Data excerpts
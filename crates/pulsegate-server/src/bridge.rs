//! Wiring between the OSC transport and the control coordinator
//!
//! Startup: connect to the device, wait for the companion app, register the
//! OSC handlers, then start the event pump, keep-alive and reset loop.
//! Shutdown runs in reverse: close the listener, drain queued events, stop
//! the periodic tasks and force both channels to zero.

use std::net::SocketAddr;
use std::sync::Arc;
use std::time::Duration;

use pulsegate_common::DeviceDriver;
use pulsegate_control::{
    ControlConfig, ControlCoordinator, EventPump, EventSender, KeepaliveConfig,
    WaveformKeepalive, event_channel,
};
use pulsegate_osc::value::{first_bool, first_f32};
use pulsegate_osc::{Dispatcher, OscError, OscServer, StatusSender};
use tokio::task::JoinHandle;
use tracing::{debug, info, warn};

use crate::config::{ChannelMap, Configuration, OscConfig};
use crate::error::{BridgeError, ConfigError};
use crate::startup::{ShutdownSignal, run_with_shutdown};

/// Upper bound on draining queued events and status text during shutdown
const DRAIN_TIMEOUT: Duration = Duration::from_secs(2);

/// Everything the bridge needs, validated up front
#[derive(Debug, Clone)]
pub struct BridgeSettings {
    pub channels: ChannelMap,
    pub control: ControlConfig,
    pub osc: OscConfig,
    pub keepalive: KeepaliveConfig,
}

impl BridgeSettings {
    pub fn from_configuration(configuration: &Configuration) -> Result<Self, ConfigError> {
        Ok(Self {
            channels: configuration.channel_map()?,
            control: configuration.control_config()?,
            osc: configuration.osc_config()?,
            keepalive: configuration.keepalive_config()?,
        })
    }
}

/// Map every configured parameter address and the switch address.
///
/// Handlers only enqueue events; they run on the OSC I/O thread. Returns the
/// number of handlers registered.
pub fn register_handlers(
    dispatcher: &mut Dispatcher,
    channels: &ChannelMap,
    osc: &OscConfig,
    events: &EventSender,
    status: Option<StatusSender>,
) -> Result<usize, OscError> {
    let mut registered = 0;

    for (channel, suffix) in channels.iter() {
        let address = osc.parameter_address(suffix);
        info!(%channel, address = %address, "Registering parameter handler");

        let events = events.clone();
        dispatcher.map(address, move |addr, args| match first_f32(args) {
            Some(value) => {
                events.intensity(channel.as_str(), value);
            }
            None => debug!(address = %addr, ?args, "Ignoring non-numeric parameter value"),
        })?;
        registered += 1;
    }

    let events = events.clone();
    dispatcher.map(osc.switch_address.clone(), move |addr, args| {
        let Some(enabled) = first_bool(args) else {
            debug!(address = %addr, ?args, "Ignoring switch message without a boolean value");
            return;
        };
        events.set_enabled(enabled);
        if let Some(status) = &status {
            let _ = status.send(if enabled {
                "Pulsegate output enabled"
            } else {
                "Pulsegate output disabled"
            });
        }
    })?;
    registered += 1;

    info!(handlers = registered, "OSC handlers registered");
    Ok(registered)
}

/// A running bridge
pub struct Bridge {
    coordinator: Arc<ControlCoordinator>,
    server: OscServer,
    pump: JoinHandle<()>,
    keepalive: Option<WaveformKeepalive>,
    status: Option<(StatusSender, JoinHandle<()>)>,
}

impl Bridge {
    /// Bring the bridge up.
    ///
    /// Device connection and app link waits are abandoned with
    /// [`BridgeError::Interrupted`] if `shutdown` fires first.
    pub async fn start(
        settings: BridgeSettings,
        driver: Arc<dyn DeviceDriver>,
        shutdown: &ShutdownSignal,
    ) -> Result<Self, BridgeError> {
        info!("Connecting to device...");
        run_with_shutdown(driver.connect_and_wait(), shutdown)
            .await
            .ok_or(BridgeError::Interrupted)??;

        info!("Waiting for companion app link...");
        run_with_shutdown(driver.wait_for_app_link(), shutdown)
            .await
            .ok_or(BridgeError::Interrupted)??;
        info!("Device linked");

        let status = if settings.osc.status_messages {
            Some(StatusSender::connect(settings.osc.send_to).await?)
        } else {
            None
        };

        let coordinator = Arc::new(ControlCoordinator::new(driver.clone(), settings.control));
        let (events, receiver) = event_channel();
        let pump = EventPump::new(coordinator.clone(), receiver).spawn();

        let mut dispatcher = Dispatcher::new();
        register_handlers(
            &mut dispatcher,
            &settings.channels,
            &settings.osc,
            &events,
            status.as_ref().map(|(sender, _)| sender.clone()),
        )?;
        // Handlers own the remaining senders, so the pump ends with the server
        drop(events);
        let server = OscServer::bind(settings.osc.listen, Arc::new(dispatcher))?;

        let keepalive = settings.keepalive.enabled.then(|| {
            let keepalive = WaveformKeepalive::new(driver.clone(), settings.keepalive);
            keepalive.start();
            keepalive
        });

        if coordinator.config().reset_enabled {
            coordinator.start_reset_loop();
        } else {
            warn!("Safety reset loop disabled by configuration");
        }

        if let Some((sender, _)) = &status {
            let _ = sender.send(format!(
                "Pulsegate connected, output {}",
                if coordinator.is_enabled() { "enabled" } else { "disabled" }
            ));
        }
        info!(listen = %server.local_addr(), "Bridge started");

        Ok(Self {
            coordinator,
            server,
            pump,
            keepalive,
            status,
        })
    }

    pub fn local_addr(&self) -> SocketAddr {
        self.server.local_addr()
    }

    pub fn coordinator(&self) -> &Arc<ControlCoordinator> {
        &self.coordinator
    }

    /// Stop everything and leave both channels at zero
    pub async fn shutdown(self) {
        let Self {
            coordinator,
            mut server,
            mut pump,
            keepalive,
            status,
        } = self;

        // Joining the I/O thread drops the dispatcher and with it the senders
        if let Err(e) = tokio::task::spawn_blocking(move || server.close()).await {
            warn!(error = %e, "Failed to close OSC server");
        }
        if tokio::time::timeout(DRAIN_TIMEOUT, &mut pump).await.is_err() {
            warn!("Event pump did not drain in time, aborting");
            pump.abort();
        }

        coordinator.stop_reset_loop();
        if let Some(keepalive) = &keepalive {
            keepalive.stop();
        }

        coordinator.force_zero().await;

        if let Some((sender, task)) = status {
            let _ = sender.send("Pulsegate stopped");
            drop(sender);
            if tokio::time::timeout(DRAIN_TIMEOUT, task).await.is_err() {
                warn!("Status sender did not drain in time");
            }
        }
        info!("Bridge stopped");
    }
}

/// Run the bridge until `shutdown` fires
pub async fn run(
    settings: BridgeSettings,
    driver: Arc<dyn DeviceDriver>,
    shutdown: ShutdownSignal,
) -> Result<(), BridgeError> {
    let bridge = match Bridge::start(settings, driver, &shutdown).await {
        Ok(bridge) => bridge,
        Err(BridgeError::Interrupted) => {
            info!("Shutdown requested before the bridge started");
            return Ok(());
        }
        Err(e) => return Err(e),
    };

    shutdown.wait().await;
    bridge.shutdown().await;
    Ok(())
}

→ TASK:
Copy each line in the entries above where "OscServer" turns up.

→ WORKED SOLUTION:
use pulsegate_osc::{Dispatcher, OscError, OscServer, StatusSender};
    server: OscServer,
        let server = OscServer::bind(settings.osc.listen, Arc::new(dispatcher))?;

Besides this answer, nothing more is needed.